Little town remains big part of local history
BECCA MARTIN-BROWN
bmartin@nwadg.com
It all started with the St. Paul Branch of the Saint Louis & San Francisco Railway — better known as the Frisco.
When the Frisco brought its terminus to the Madison County community of Pettigrew in 1897, with it came untold riches. The wealth of the region’s cash crop — hardwood lumber — supported hotels, general stores, a bank, a movie theater with electric lights and a player piano, a grist mill and 12 stave mills. Anything that could be seen in a catalog could be purchased, as long as it could be delivered by train, from a custom-made man’s suit to a car — although there were few roads to drive one on.
Nearly 100 years later, sometime around 1985, it was the Frisco that brought Pettigrew to the attention of Bob Besom, then the director of the Shiloh Museum of Ozark History in Springdale.
“The museum had a booth at Pioneer Day in St. Paul, and that was the beginning,” says Susan Young, outreach coordinator for museum. “That’s when Bob met Wayne Martin.”
Martin had always had a passion for the history and preservation of his community, Young remembers, but the relationship with the Shiloh Museum gave it new dimension. Martin was preparing to clean out and sell the contents of the Mooney-Barker Drug Store, a fixture of the community operated by his great-grandfather, Dr. W.H. Mooney, and his grandfather, A.P. Barker, a pharmacist, from 1916 until his grandmother, Helen Mooney Barker, closed it in 1980. And Besom was invited to prowl through its contents.
Sold at auction in January 1986 was everything from an operating table — which went to a local veterinarian — to Model T parts, baskets in which bananas were delivered to the store, a gas pump and Magnolia Oil Company sign, shotgun shells and full containers of black powder. But particularly intriguing to Besom were an antique accounts register still full of unpaid bills and all the paperwork from the Citizens Bank of Pettigrew.
“It was an incredible opportunity,” Besom said in a Springdale News story in 1988. “It’s very unusual to get this kind of ephemeral stuff that wasn’t saved by a lot of people.”
Beyond the store’s contents, Martin had box after box of historic photos, receipts, records, catalogs, newspaper clippings and a head full of information. And he knew there was much more in the attics and back bedrooms of the Madison County Ozarks. Pettigrew Day, a joint effort among Martin, his wife, June, the museum and the Pettigrew community, was established in 1987 to encourage neighbors to share what they had.
“I heard Bob say it many times, and I believe it, that Pettigrew may be the best documented little town in the state of Arkansas,” Young says. Over the years, printed records and photographs were joined by oral histories that Young says would “put Pettigrew up with any place in the state.”

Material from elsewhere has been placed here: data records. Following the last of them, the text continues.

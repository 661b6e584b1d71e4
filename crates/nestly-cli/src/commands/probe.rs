//! One-shot connection probe.

use std::time::{Duration, Instant};

use clap::Args;
use serde::Serialize;
use tabled::Tabled;

use crate::output::{self, OutputFormat};
use nestly_core::error::AppError;
use nestly_core::types::UserId;
use nestly_realtime::connection::ConnectionInfo;
use nestly_realtime::RealtimeClient;

/// Arguments for the probe command
#[derive(Debug, Args)]
pub struct ProbeArgs {
    /// User to register as (defaults to client.user_id)
    #[arg(short, long)]
    pub user: Option<String>,

    /// Seconds to wait for registration
    #[arg(short, long, default_value = "10")]
    pub timeout: u64,
}

/// Probe outcome
#[derive(Debug, Serialize, Tabled)]
struct ProbeReport {
    #[tabled(rename = "Connection")]
    connection_id: String,
    #[tabled(rename = "URL")]
    url: String,
    #[tabled(rename = "User")]
    user: String,
    #[tabled(rename = "State")]
    state: String,
    #[tabled(rename = "Listeners")]
    listeners: usize,
    #[tabled(rename = "Elapsed (ms)")]
    elapsed_ms: u128,
}

impl ProbeReport {
    fn new(url: String, info: &ConnectionInfo, elapsed: Duration) -> Self {
        Self {
            connection_id: info.id.to_string(),
            url,
            user: info.user_id.to_string(),
            state: info.state.to_string(),
            listeners: info.listeners,
            elapsed_ms: elapsed.as_millis(),
        }
    }
}

/// Execute the probe command
pub async fn execute(
    args: &ProbeArgs,
    config_path: &str,
    env: &str,
    format: OutputFormat,
) -> Result<(), AppError> {
    let config = super::load_config(config_path, env)?;
    let user = UserId::parse(super::resolve_user(args.user.as_deref(), &config)?)?;
    let url = nestly_realtime::transport::endpoint::websocket_url(
        &config.realtime.endpoint,
        &config.realtime.path,
    )?;

    let client = RealtimeClient::new(&config);
    let started = Instant::now();
    let connection = client.manager().ensure_connection(&user)?;
    let outcome = connection
        .wait_until_connected(Duration::from_secs(args.timeout))
        .await;

    let report = ProbeReport::new(url, &connection.info(), started.elapsed());
    tracing::debug!(state = %report.state, elapsed_ms = report.elapsed_ms as u64, "Probe finished");
    client.logout();

    output::print_list(&[report], format);
    outcome?;
    output::print_success("Connected and registered");
    Ok(())
}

This year’s Pettigrew Day, usually held in April, was postponed to 2021 by coronavirus concerns. But Carolyn Reno, the Shiloh Museum’s collections manager, rounded up some treasures from the community to share at our What’s Up! virtual event.
“Pettigrew Day has been, and continues to be, a great example of a community honoring itself,” Young says. “Not some historian from someplace else coming in and interpreting it, but the people of the community deciding to remember.”
Although the community now hosts Pettigrew Day instead of the museum, Young and Reno are still soliciting photos and ephemera from Madison County.
“Plus we still have a huge, untapped resource of Pettigrew information,” Young says, “and we haven’t even begun to really mine it. I don’t think we’ll ever get to the end of it.”
Personally, Young says she’ll never stop missing Martin, who died in 2010.
“He was not only one of the best friends of my life but one of my touchstones for Ozark history,” she says. “He always knew the answers you can’t find in a book: How did you skid that log? How did you get the mules to work in the woods? What kind of soda pop was in Granny’s store? How did they baptize people?
“There are still so many elders out there with memories we mustn’t let go.”